160 So. 3d 223
Miss.2015Background
- Pastor Danny Ray Hollins was placed on paid administrative leave after a church member accused him of inappropriate sexual contact with a minor.
- The Deacons’ Ministry, with outside counsel, prepared an election procedure and scheduled a congregational vote on March 2, 2013, to decide whether Hollins should remain pastor.
- Hollins filed for a temporary restraining order (TRO) in chancery court the day before the vote alleging lack of certified voter rolls, inadequate notice, and failure to follow denominational conciliation procedures.
- The chancellor issued a TRO (served on four deacons), but the church held the March 2 vote anyway and removed Hollins.
- The chancery court later set aside the vote, ordered a new court-supervised vote with specified procedures, and ordered Hollins reinstated; defendants sought interlocutory review.

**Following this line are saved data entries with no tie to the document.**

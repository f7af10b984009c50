//! Orchestrator: Lebenszyklus und Threads einer Pipeline
//!
//! Pro Pipeline laufen vier Threads:
//! - `sonance-pipeline`: liest die Quelle, wendet die Stufen an und legt die
//!   Frames in den Frame-Puffer. Einziger Schreiber von Zustandswechseln
//!   nach `start()`.
//! - `sonance-sink`: entnimmt Frames und schreibt sie in die Senke.
//! - `sonance-observer`: Lautstaerke-Messung auf Kopien.
//! - `sonance-stats`: periodische Statistik-Snapshots.
//!
//! Pause und Stop werden an der Lese-Grenze der Quelle beobachtet. Beim
//! Stoppen wird der Puffer in die Senke geleert, dann die Senke geschlossen
//! und zuletzt die Quelle freigegeben.

use std::panic::{self, AssertUnwindSafe};
use std::sync::atomic::{AtomicBool, AtomicU64, Ordering};
use std::sync::Arc;
use std::thread::{self, JoinHandle};
use std::time::{Duration, Instant};

use crossbeam_channel::{bounded, Receiver, RecvTimeoutError, Sender};
use parking_lot::Mutex;
use tracing::{debug, error, info, warn};

use super::builder::PipelineConfig;
use super::state::{PipelineEvent, PipelineOutcome, PipelineState, RetryPolicy, StateCell};
use crate::buffer::{FrameConsumer, FrameProducer, PopError, PushError};
use crate::endpoint::{EndpointCounters, FrameSink, FrameSource, ReadOutcome};
use crate::error::{AudioError, AudioResult};
use crate::format::{AudioFormat, StreamFormat};
use crate::frame::Frame;
use crate::metering::MeteringStage;
use crate::observer::{ObserverHub, PipelineDisplay};
use crate::stats::{LatencyEstimator, ProcessMemory, StatsCounters, StatsReporter, StatsSnapshot};
use crate::transform::TransformChain;

/// Wartezeit der blockierenden Puffer-Aufrufe zwischen zwei Steuer-Pruefungen
const POLL: Duration = Duration::from_millis(20);

/// Bestandteile vor dem Start
pub(crate) struct Parts {
    pub source: Box<dyn FrameSource>,
    pub sink: Box<dyn FrameSink>,
    pub chain: TransformChain,
    pub producer: FrameProducer,
    pub consumer: FrameConsumer,
    pub metering: Option<MeteringStage>,
}

/// Eine Quelle, null oder mehr Stufen, eine Senke
pub struct Pipeline {
    name: String,
    cell: Arc<StateCell>,
    parts: Mutex<Option<Parts>>,
    driver: Mutex<Option<JoinHandle<()>>>,
    input: AudioFormat,
    output: StreamFormat,
    config: PipelineConfig,
    display: Arc<dyn PipelineDisplay>,
    counters: StatsCounters,
    latency: LatencyEstimator,
    memory: Mutex<ProcessMemory>,
    source_counters: EndpointCounters,
    sink_counters: EndpointCounters,
    observer_dropped: Arc<AtomicU64>,
}
impl PipelineDisplay for Anzeige {
    fn show_stats(&self, stats: &StatsSnapshot) -> anyhow::Result<()> {
        self.stats.lock().push(*stats);
        Ok(())
    }

    fn show_loudness(&self, loudness: &LoudnessSample) -> anyhow::Result<()> {
        self.levels.lock().push(loudness.level);
        Ok(())
    }
}

fn assert_lueckenlos(seen: &[u64]) {
    for (i, seq) in seen.iter().enumerate() {
        assert_eq!(*seq, i as u64, "Sequenz {seen:?}");
    }
}

fn uebergaenge(events: &[PipelineEvent]) -> Vec<(PipelineState, PipelineState)> {
    events
        .iter()
        .filter_map(|e| match e {
            PipelineEvent::StateChanged { from, to } => Some((*from, *to)),
            PipelineEvent::Finished(_) => None,
        })
        .collect()
}

#[test]
fn fuenf_stille_frames_in_datei_senke() {
    let format = AudioFormat::with_frame_duration(SampleFormat::S16, 1, 48_000, 40).unwrap();
    assert_eq!(format.frame_len(), 3840);

    let sink = Protokoll::new();
    let display = Arc::new(Anzeige::default());
    let pipeline = Pipeline::builder("stille")
        .source(FileSource::from_reader(
            "stille.raw",
            Cursor::new(vec![0u8; 5 * 3840]),
            format,
        ))
        .stage(Passthrough)
        .sink(sink.clone())
        .display(display.clone())
        .build()
        .unwrap();

    pipeline.start().unwrap();
    let outcome = pipeline.wait().unwrap();

    assert_eq!(outcome.final_state, PipelineState::Closed);
    assert!(outcome.is_success());
    assert_eq!(outcome.stats.bytes_transferred, 19_200);
    assert_eq!(outcome.stats.frames_transferred, 5);
    assert_eq!(outcome.stats.bytes_read, 19_200);
    assert_eq!(outcome.stats.compression_ratio(), Some(1.0));
    assert_eq!(sink.sequences(), vec![0, 1, 2, 3, 4]);
    assert_eq!(sink.closed.load(Ordering::SeqCst), 1);
    assert_eq!(pipeline.sink_counters().bytes(), 19_200);
    assert_eq!(pipeline.source_counters().frames(), 5);

    // Letzter Snapshot geht auch an die Anzeige
    let last = *display.stats.lock().last().unwrap();
    assert_eq!(last.bytes_transferred, 19_200);
    assert!(display.levels.lock().iter().all(|level| *level == 0));
}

- The Mississippi Supreme Court granted interlocutory appeal and reversed and vacated the chancery court’s TRO, vacatur of the vote, and order for a new vote.
Issues
| Issue | Plaintiff's Argument | Defendant's Argument | Held |
|---|---|---|---|
| Personal jurisdiction / service of process | Service on four deacons was insufficient to bind the church. | Service on four elected deacons who had authority (especially while pastor absent) properly effected service under Miss. R. Civ. P. 4(d)(4). | Service was proper; chancery court had personal jurisdiction. |
| Subject-matter jurisdiction to enjoin church ministerial decision | Court can order procedures or vacate defective congregational votes where bylaws/procedures are unclear (citing Pilgrim Rest). | Ministerial employment decisions are ecclesiastical and protected by the First Amendment; courts lack jurisdiction to decide pastor-termination disputes. | Chancery court lacked subject-matter jurisdiction under the ministerial exception; TRO and subsequent orders were void. |
| Applicability of Pilgrim Rest precedent | Pilgrim Rest authorizes limited court intervention to restore a status quo when internal procedures are lacking. | Pilgrim Rest is a narrow exception and does not permit civil courts to decide purely ecclesiastical disputes about a pastor’s termination. | Pilgrim Rest is narrow and distinguishable; it does not permit the chancery court’s intervention here. |
Key Cases Cited
- Hosanna-Tabor Evangelical Lutheran Church and School v. E.E.O.C., 132 S. Ct. 694 (2012) (recognizes the ministerial exception: civil courts may not decide disputes concerning selection/termination of ministers).
- Pilgrim Rest Missionary Baptist Church ex rel. Bd. of Deacons v. Wallace, 835 So. 2d 67 (Miss. 2003) (chancery court ordered new vote where church procedures were unclear; treated as a narrow exception).
- In re Bell, 962 So. 2d 537 (Miss. 2007) (injunctive relief must be predicated on a cognizable legal or equitable claim with likelihood of success on the merits).
- Sawyer v. Brandon, 825 So. 2d 26 (Miss. 2002) (civil courts will not control ecclesiastical decisions about church officers and ministers).